Later, I have learned this kind of painting reflects the emotion in the depth of our heart. It displays pure and strong emotion. From this perspective, I think my learning of the background of this painting is worked as “prior interpretants” (Irvine, Introduction to a Peircean Visual Semiotics, 20). I have learned the meaning of this painting which was interpreted by the previous people and I was framed into this framework.

And my second experience of appreciating Rothko’s painting is similar with the experience describing how people view The Starry Night.  In the Introduction to a Peircean Visual Semiotics: De-Blackboxing Meaning-Making in Art and Visual Media, it was said that the first idea come up to our mind is not the “actual scene“ of a night sky, but is this painting resembles Van Gogh’ s painting. When my second time to saw the Rothko’s painting, I first realized that it was distinct Rothko’s style. And Professor Irvine in this article then maintained that we usually “correlate the features and identity of the artwork with symbolic correspondences in the larger cultural encyclopedia.” (Irvine, Introduction to a Peircean Visual Semiotics, 21). It is true that I then applied what I have learned before to my view of the painting.

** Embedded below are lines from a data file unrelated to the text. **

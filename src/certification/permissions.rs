use serde::Serialize;
use uuid::Uuid;

use super::error::CertificationError;
use super::types::text_enum;

text_enum! {
    Role {
        Admin => "ADMIN",
        Manager => "MANAGER",
        Auditor => "AUDITOR",
        Responsible => "RESPONSIBLE",
    }
}

pub const ADMIN_ONLY: &[Role] = &[Role::Admin];
pub const MANAGEMENT: &[Role] = &[Role::Admin, Role::Manager];
pub const COMPLIANCE_WRITERS: &[Role] = &[Role::Admin, Role::Manager, Role::Auditor];
pub const ALL_ROLES: &[Role] = &[Role::Admin, Role::Manager, Role::Auditor, Role::Responsible];

#[derive(Debug, Clone, Copy, PartialEq, Eq, Hash, Serialize)]
#[serde(rename_all = "snake_case")]
pub enum CorrectiveActionField {
    Title,
    Standard,
    Description,
    ResponsibleId,
    StartDate,
    DueDate,
    Status,
    Priority,
}

impl CorrectiveActionField {
    pub const ALL: &'static [CorrectiveActionField] = &[
        Self::Title,
        Self::Standard,
        Self::Description,
        Self::ResponsibleId,
        Self::StartDate,
        Self::DueDate,
        Self::Status,
        Self::Priority,
    ];

    pub fn as_str(&self) -> &'static str {
        match self {
            Self::Title => "title",
            Self::Standard => "standard",
            Self::Description => "description",
            Self::ResponsibleId => "responsible_id",
            Self::StartDate => "start_date",
            Self::DueDate => "due_date",
            Self::Status => "status",
            Self::Priority => "priority",
        }
    }
}

impl Role {
    /// Corrective-action fields this role may change on an existing action.
    pub fn corrective_action_fields(&self) -> &'static [CorrectiveActionField] {
        match self {
            Role::Admin | Role::Manager | Role::Auditor => CorrectiveActionField::ALL,
            Role::Responsible => &[CorrectiveActionField::Status],
        }
    }
}

/// The caller of a workflow operation.
#[derive(Debug, Clone, Copy, PartialEq, Eq)]
pub struct Actor {
    pub user_id: Uuid,
    pub role: Role,
}

impl Actor {
    pub fn new(user_id: Uuid, role: Role) -> Self {
        Self { user_id, role }
    }

    pub fn has_any_role(&self, roles: &[Role]) -> bool {
        roles.contains(&self.role)
    }

    pub fn require_any(&self, roles: &[Role]) -> Result<(), CertificationError> {
        if self.has_any_role(roles) {
            return Ok(());
        }
        Err(CertificationError::Permission(format!(
            "Role {} cannot perform this operation",
            self.role
        )))
    }

    pub fn is_responsible(&self) -> bool {
        self.role == Role::Responsible
    }

    pub fn ensure_action_fields(
        &self,
        touched: &[CorrectiveActionField],
    ) -> Result<(), CertificationError> {
        let allowed = self.role.corrective_action_fields();
        let denied: Vec<&str> = touched
            .iter()
            .filter(|field| !allowed.contains(field))
            .map(|field| field.as_str())
            .collect();
        if denied.is_empty() {
            return Ok(());
        }
        Err(CertificationError::Permission(format!(
            "Role {} cannot change: {}",
            self.role,
            denied.join(", ")
        )))
    }
}

#[cfg(test)]
mod tests {
    use super::*;
    use std::str::FromStr;

    #[test]
    fn test_role_wire_names() {
        assert_eq!(Role::Manager.to_string(), "MANAGER");
        assert_eq!(Role::from_str("RESPONSIBLE"), Ok(Role::Responsible));
        assert!(Role::from_str("admin").is_err());
    }

    #[test]
    fn test_require_any() {
        let auditor = Actor::new(Uuid::new_v4(), Role::Auditor);
        assert!(auditor.require_any(COMPLIANCE_WRITERS).is_ok());
        assert!(matches!(
            auditor.require_any(MANAGEMENT),
            Err(CertificationError::Permission(_))
        ));
    }

    #[test]
    fn test_responsible_may_only_change_status() {
        let responsible = Actor::new(Uuid::new_v4(), Role::Responsible);
        assert!(responsible
            .ensure_action_fields(&[CorrectiveActionField::Status])
            .is_ok());
        let err = responsible
            .ensure_action_fields(&[
                CorrectiveActionField::Status,
                CorrectiveActionField::DueDate,
                CorrectiveActionField::ResponsibleId,
            ])
            .unwrap_err();
        let message = err.to_string();
        assert!(message.contains("due_date"));
        assert!(message.contains("responsible_id"));
        assert!(!message.contains("status,"));
    }

    #[test]
    fn test_writers_may_change_everything() {
        let manager = Actor::new(Uuid::new_v4(), Role::Manager);
        assert!(manager
            .ensure_action_fields(CorrectiveActionField::ALL)
            .is_ok());
    }
}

I started to feel the emotion that it wants to convey. I felt the power of the bright red, sucking everyone in. I just walked slowly towards the painting, my heart beating fast; I couldn’t take my eyes off the picture. I stood staring at the picture for five minutes. There is no way to get that immersion from a book. In this room, all the beautiful paintings containing strong emotions were around us and I realized the significance and beauty of this kind of painting.

This experience made me think of how we appreciate a piece of art. When appreciating a work of art, we should not treat it as a picture in isolation. We should pay attention not only to the work itself, but also to the time and environment in which it is created, and even to the position of the artist who created it. Art appreciation is not just a matter of looking good with our eyes. It is dialogic and the dialogical responses should be took  in the society (Irvine, Introduction to a Peircean Visual Semiotics, 14). This appreciation includes our comprehensive understanding of the artwork itself, the art market, time for this artwork, etc. By putting them altogether, we can get a more complete and profound understanding and experience.

According to Danto, art works exist in the “artworld”. To achieve any kind of status, a work of art must be in an “atmosphere of theory”.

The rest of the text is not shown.